Recently a Michigan bus driver was involved in a horrendous accident, in which his bus plowed into a total of eight cars. Take a look at this surveillance video:
You can see the driver calmly driving at the beginning, and then suddenly slamming his brakes as he sees that his vehicle is about to crash into another. He pulls over to the shoulder and slow down, but he takes out car after car as he decelerates. Amazingly, there was only one bus passenger onboard, and she was not injured; however, multiple people in the other vehicles were hurt. This 65 year-old driver, who reported that he felt that he had probably fallen asleep behind the wheel, now faces charges for having caused this accident.
Unfortunately, similar accidents (though usually not this dramatic) occur on American roads every day. It is estimated about 100,000 car accidents are reported every year in this country due to driving while drowsy or fatigued.
Why is drowsy driving so prevalent? Well, there are several reasons:
1. Daytime sleepiness can be a chronic issue that may not have resulted in substantial consequences for you . . . until you wreck your car. In other words, if you have felt sleepy during the day for years, but have never been in a wreck, you may fool yourself into believing that you may never get into an accident due to falling asleep, which, of course, is completely faulty reasoning.
2. Daytime sleepiness is not usually “painful,” per se–unless you’re in an accident because of it–and may not be viewed as an actual problem.
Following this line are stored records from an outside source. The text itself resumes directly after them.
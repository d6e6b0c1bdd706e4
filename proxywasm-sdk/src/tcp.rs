//! TCP connection host calls

use crate::buffer::{get_buffer, set_buffer};
use crate::error::Result;
use crate::hostcall;
use proxywasm_api::{BufferMode, BufferType, StreamType};

/// Bytes `[start, start + max_size)` of the buffered downstream data
pub fn get_downstream_data(start: usize, max_size: usize) -> Result<Option<Vec<u8>>> {
    get_buffer(BufferType::DownstreamData, start, max_size)
}

pub fn append_downstream_data(data: &[u8]) -> Result<()> {
    set_buffer(BufferType::DownstreamData, BufferMode::Append, data)
}

pub fn prepend_downstream_data(data: &[u8]) -> Result<()> {
    set_buffer(BufferType::DownstreamData, BufferMode::Prepend, data)
}

pub fn replace_downstream_data(data: &[u8]) -> Result<()> {
    set_buffer(BufferType::DownstreamData, BufferMode::Replace, data)
}

/// Bytes `[start, start + max_size)` of the buffered upstream data
pub fn get_upstream_data(start: usize, max_size: usize) -> Result<Option<Vec<u8>>> {
    get_buffer(BufferType::UpstreamData, start, max_size)
}

pub fn append_upstream_data(data: &[u8]) -> Result<()> {
    set_buffer(BufferType::UpstreamData, BufferMode::Append, data)
}

pub fn prepend_upstream_data(data: &[u8]) -> Result<()> {
    set_buffer(BufferType::UpstreamData, BufferMode::Prepend, data)
}

pub fn replace_upstream_data(data: &[u8]) -> Result<()> {
    set_buffer(BufferType::UpstreamData, BufferMode::Replace, data)
}

fn continue_stream(stream: StreamType) -> Result<()> {
    hostcall::host().continue_stream(stream as u32).into_result()?;
    Ok(())
}

fn close_stream(stream: StreamType) -> Result<()> {
    hostcall::host().close_stream(stream as u32).into_result()?;
    Ok(())
}

/// Resume downstream data paused by a hook
pub fn resume_downstream() -> Result<()> {
    continue_stream(StreamType::Downstream)
}

/// Resume upstream data paused by a hook
pub fn resume_upstream() -> Result<()> {
    continue_stream(StreamType::Upstream)
}

pub fn close_downstream() -> Result<()> {
    close_stream(StreamType::Downstream)
}

pub fn close_upstream() -> Result<()> {
    close_stream(StreamType::Upstream)
}
//! proxywasm-api: Shared ABI definitions for the Proxy-Wasm SDK
//!
//! This crate defines the contract between a guest module and a Proxy-Wasm
//! host (ABI v0.2.1): status codes, hook return values, map/buffer/stream
//! selectors, and the byte layouts used to pass composite values.
//! It performs no I/O; both the guest SDK and the host emulator build on it.

pub mod codec;
pub mod error;
pub mod types;

pub use codec::CodecError;
pub use error::{ErrorKind, HostError};
pub use types::{
    Action, BufferMode, BufferType, LogLevel, MapType, MetricType, PeerType, Status, StreamType,
    BUFFER_SENTINEL,
};

/// ABI version implemented by this crate, exported as `proxy_abi_version_0_2_1`
pub const ABI_VERSION: &str = "0.2.1";

/// Header or trailer list as delivered by the host, in wire order
pub type Headers = Vec<(String, String)>;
If you’re used to falling asleep peacefully in front of the TV every day, you may view that tendency as just a harmless “thing you do” instead of a potential concern or medical issue.
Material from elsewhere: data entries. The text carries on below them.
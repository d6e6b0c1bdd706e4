//! Wire codecs for composite values passed across the host boundary
//!
//! The host ABI only moves flat byte buffers, so header maps, property paths
//! and property values are packed with the layouts below. All integers are
//! little-endian.
//!
//! | Codec | Layout |
//! |-------|--------|
//! | map | `u32 n` `{u32 klen, u32 vlen}×n` `{key 0x00 value 0x00}×n` |
//! | property path | segments joined by `0x00`, no trailing separator |
//! | length-prefixed slice | `{0x00, u8 len, bytes}×n` |
//! | string slice | `u32 n` `{u64 len}×n` `{bytes 0x00 0x00}×n` |
//! | bool / u64 / f64 / timestamp | 1 byte / 8 bytes / 8 bytes / `i64` ns since epoch |

use std::collections::HashMap;
use std::time::{Duration, SystemTime, UNIX_EPOCH};
use thiserror::Error;

/// Errors produced while decoding a wire buffer
#[derive(Debug, Clone, PartialEq, Eq, Error)]
pub enum CodecError {
    #[error("buffer truncated: needed {needed} bytes, {available} available")]
    Truncated { needed: usize, available: usize },

    #[error("invalid UTF-8 in decoded string")]
    InvalidUtf8,

    #[error("string of {len} bytes exceeds the 255-byte length prefix")]
    StringTooLong { len: usize },

    #[error("expected {expected} bytes, got {actual}")]
    InvalidLength { expected: usize, actual: usize },
}

/// Forward-only cursor over an encoded buffer
struct Reader<'a> {
    buf: &'a [u8],
    pos: usize,
}

impl<'a> Reader<'a> {
    fn new(buf: &'a [u8]) -> Self {
        Self { buf, pos: 0 }
    }

    fn remaining(&self) -> usize {
        self.buf.len() - self.pos
    }

    fn take(&mut self, n: usize) -> Result<&'a [u8], CodecError> {
        if n > self.remaining() {
            return Err(CodecError::Truncated {
                needed: n,
                available: self.remaining(),
            });
        }
        let out = &self.buf[self.pos..self.pos + n];
        self.pos += n;
        Ok(out)
    }

    fn u8(&mut self) -> Result<u8, CodecError> {
        Ok(self.take(1)?[0])
    }

    fn u32(&mut self) -> Result<u32, CodecError> {
        let raw = self.take(4)?;
        Ok(u32::from_le_bytes([raw[0], raw[1], raw[2], raw[3]]))
    }

    fn u64(&mut self) -> Result<u64, CodecError> {
        Ok(u64::from_le_bytes(fixed::<8>(self.take(8)?)?))
    }

    /// Fail early when a declared element count cannot possibly fit
    fn ensure(&self, count: usize, unit: usize) -> Result<(), CodecError> {
        let needed = count.checked_mul(unit).unwrap_or(usize::MAX);
        if needed > self.remaining() {
            return Err(CodecError::Truncated {
                needed,
                available: self.remaining(),
            });
        }
        Ok(())
    }
}

fn fixed<const N: usize>(bytes: &[u8]) -> Result<[u8; N], CodecError> {
    bytes.try_into().map_err(|_| CodecError::InvalidLength {
        expected: N,
        actual: bytes.len(),
    })
}

fn utf8(bytes: &[u8]) -> Result<String, CodecError> {
    std::str::from_utf8(bytes)
        .map(str::to_owned)
        .map_err(|_| CodecError::InvalidUtf8)
}

// ============================================================
// Map
// ============================================================

/// Encode an ordered list of key/value pairs
///
/// Values may be text or raw bytes; both use the same layout. An empty map
/// encodes as four zero bytes.
pub fn serialize_map<K, V>(pairs: &[(K, V)]) -> Vec<u8>
where
    K: AsRef<str>,
    V: AsRef<[u8]>,
{
    let payload: usize = pairs
        .iter()
        .map(|(k, v)| k.as_ref().len() + v.as_ref().len() + 2)
        .sum();
    let mut out = Vec::with_capacity(4 + pairs.len() * 8 + payload);

    out.extend_from_slice(&(pairs.len() as u32).to_le_bytes());
    for (k, v) in pairs {
        out.extend_from_slice(&(k.as_ref().len() as u32).to_le_bytes());
        out.extend_from_slice(&(v.as_ref().len() as u32).to_le_bytes());
    }
    for (k, v) in pairs {
        out.extend_from_slice(k.as_ref().as_bytes());
        out.push(0);
        out.extend_from_slice(v.as_ref());
        out.push(0);
    }
    out
}

fn decode_map_raw(bytes: &[u8]) -> Result<Vec<(&[u8], &[u8])>, CodecError> {
    if bytes.is_empty() {
        return Ok(Vec::new());
    }
    let mut reader = Reader::new(bytes);
    let count = reader.u32()? as usize;
    reader.ensure(count, 8)?;

    let mut sizes = Vec::with_capacity(count);
    for _ in 0..count {
        let key_len = reader.u32()? as usize;
        let value_len = reader.u32()? as usize;
        sizes.push((key_len, value_len));
    }

    let mut pairs = Vec::with_capacity(count);
    for (key_len, value_len) in sizes {
        let key = reader.take(key_len)?;
        reader.take(1)?;
        let value = reader.take(value_len)?;
        reader.take(1)?;
        pairs.push((key, value));
    }
    Ok(pairs)
}

/// Decode a map into ordered string pairs; duplicates are preserved
pub fn deserialize_map(bytes: &[u8]) -> Result<Vec<(String, String)>, CodecError> {
    decode_map_raw(bytes)?
        .into_iter()
        .map(|(k, v)| Ok((utf8(k)?, utf8(v)?)))
        .collect()
}

/// Decode a map whose values are raw bytes
pub fn deserialize_bytes_map(bytes: &[u8]) -> Result<Vec<(String, Vec<u8>)>, CodecError> {
    decode_map_raw(bytes)?
        .into_iter()
        .map(|(k, v)| Ok((utf8(k)?, v.to_vec())))
        .collect()
}

/// Decode a map into an unordered lookup table; the last duplicate wins
pub fn deserialize_string_map(bytes: &[u8]) -> Result<HashMap<String, String>, CodecError> {
    Ok(deserialize_map(bytes)?.into_iter().collect())
}

// ============================================================
// Property path
// ============================================================

/// Join path segments with a single NUL separator
pub fn serialize_property_path<S: AsRef<str>>(path: &[S]) -> Vec<u8> {
    let mut out = Vec::new();
    for (i, segment) in path.iter().enumerate() {
        if i > 0 {
            out.push(0);
        }
        out.extend_from_slice(segment.as_ref().as_bytes());
    }
    out
}

/// Split a NUL-joined path back into segments
///
/// An empty buffer decodes to an empty path. The path `[""]` also encodes to
/// an empty buffer, so it comes back as `[]`.
pub fn deserialize_property_path(bytes: &[u8]) -> Result<Vec<String>, CodecError> {
    if bytes.is_empty() {
        return Ok(Vec::new());
    }
    bytes.split(|b| *b == 0).map(utf8).collect()
}

// ============================================================
// Length-prefixed string slice
// ============================================================

/// Encode strings as `{0x00, len, bytes}`; strings over 255 bytes are rejected
pub fn serialize_length_prefixed<S: AsRef<str>>(items: &[S]) -> Result<Vec<u8>, CodecError> {
    let mut out = Vec::new();
    for item in items {
        let bytes = item.as_ref().as_bytes();
        let len = u8::try_from(bytes.len())
            .map_err(|_| CodecError::StringTooLong { len: bytes.len() })?;
        out.push(0);
        out.push(len);
        out.extend_from_slice(bytes);
    }
    Ok(out)
}

pub fn deserialize_length_prefixed(bytes: &[u8]) -> Result<Vec<String>, CodecError> {
    let mut reader = Reader::new(bytes);
    let mut out = Vec::new();
    while reader.remaining() > 0 {
        // leading tag byte carries no information
        reader.u8()?;
        let len = reader.u8()? as usize;
        out.push(utf8(reader.take(len)?)?);
    }
    Ok(out)
}

// ============================================================
// String slice / byte-slice slice
// ============================================================

/// Encode a list of byte strings with `u64` lengths and double-NUL terminators
pub fn serialize_bytes_slice<B: AsRef<[u8]>>(items: &[B]) -> Vec<u8> {
    let payload: usize = items.iter().map(|b| b.as_ref().len() + 2).sum();
    let mut out = Vec::with_capacity(4 + items.len() * 8 + payload);

    out.extend_from_slice(&(items.len() as u32).to_le_bytes());
    for item in items {
        out.extend_from_slice(&(item.as_ref().len() as u64).to_le_bytes());
    }
    for item in items {
        out.extend_from_slice(item.as_ref());
        out.extend_from_slice(&[0, 0]);
    }
    out
}

pub fn deserialize_bytes_slice(bytes: &[u8]) -> Result<Vec<Vec<u8>>, CodecError> {
    if bytes.is_empty() {
        return Ok(Vec::new());
    }
    let mut reader = Reader::new(bytes);
    let count = reader.u32()? as usize;
    reader.ensure(count, 8)?;

    let mut lengths = Vec::with_capacity(count);
    for _ in 0..count {
        let len = usize::try_from(reader.u64()?).map_err(|_| CodecError::Truncated {
            needed: usize::MAX,
            available: reader.remaining(),
        })?;
        lengths.push(len);
    }

    let mut out = Vec::with_capacity(count);
    for len in lengths {
        out.push(reader.take(len)?.to_vec());
        reader.take(2)?;
    }
    Ok(out)
}

pub fn serialize_string_slice<S: AsRef<str>>(items: &[S]) -> Vec<u8> {
    let bytes: Vec<&[u8]> = items.iter().map(|s| s.as_ref().as_bytes()).collect();
    serialize_bytes_slice(&bytes)
}

pub fn deserialize_string_slice(bytes: &[u8]) -> Result<Vec<String>, CodecError> {
    deserialize_bytes_slice(bytes)?
        .into_iter()
        .map(|b| String::from_utf8(b).map_err(|_| CodecError::InvalidUtf8))
        .collect()
}

// ============================================================
// Scalars
// ============================================================

pub fn serialize_bool(value: bool) -> Vec<u8> {
    vec![u8::from(value)]
}

pub fn deserialize_bool(bytes: &[u8]) -> Result<bool, CodecError> {
    Ok(fixed::<1>(bytes)?[0] != 0)
}

pub fn serialize_u64(value: u64) -> Vec<u8> {
    value.to_le_bytes().to_vec()
}

pub fn deserialize_u64(bytes: &[u8]) -> Result<u64, CodecError> {
    Ok(u64::from_le_bytes(fixed::<8>(bytes)?))
}

pub fn serialize_f64(value: f64) -> Vec<u8> {
    value.to_le_bytes().to_vec()
}

pub fn deserialize_f64(bytes: &[u8]) -> Result<f64, CodecError> {
    Ok(f64::from_le_bytes(fixed::<8>(bytes)?))
}

/// Encode a point in time as signed nanoseconds since the Unix epoch
pub fn serialize_timestamp(value: SystemTime) -> Vec<u8> {
    let nanos: i64 = match value.duration_since(UNIX_EPOCH) {
        Ok(after) => i64::try_from(after.as_nanos()).unwrap_or(i64::MAX),
        Err(before) => i64::try_from(before.duration().as_nanos())
            .map(|n| -n)
            .unwrap_or(i64::MIN),
    };
    nanos.to_le_bytes().to_vec()
}

pub fn deserialize_timestamp(bytes: &[u8]) -> Result<SystemTime, CodecError> {
    let nanos = i64::from_le_bytes(fixed::<8>(bytes)?);
    let offset = Duration::from_nanos(nanos.unsigned_abs());
    Ok(if nanos >= 0 {
        UNIX_EPOCH + offset
    } else {
        UNIX_EPOCH - offset
    })
}

pub fn deserialize_string(bytes: &[u8]) -> Result<String, CodecError> {
    utf8(bytes)
}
3. Lots of people are chronically sleep-deprived, such as due to working several jobs, and so sleepiness may be viewed as just an inevitable component of everyday life. This doesn’t make daytime sleepiness normal!
Ironically and tragically, because sleep disorders such as obstructive sleep apnea are becoming a substantially public policy issue because of their tendencies to cause fall-asleep car crashes, some professional drivers may choose to delay or even completely forego a medical evaluation for such problems for fear of losing their jobs or to spare themselves the hassle.
Bottom line: excessive daytime sleepiness can kill you if you’re behind the wheel or operating machinery. It’s better to pull over, rest, stop work, whatever it takes, than to keep on driving if you’re sleepy. It’s just not worth it to keep going, man. Imagine being the guy in the video. And if you’re excessively sleepy during the day despite proper amounts of sleep at night, I strongly recommend seeking medical attention for this brutal problem.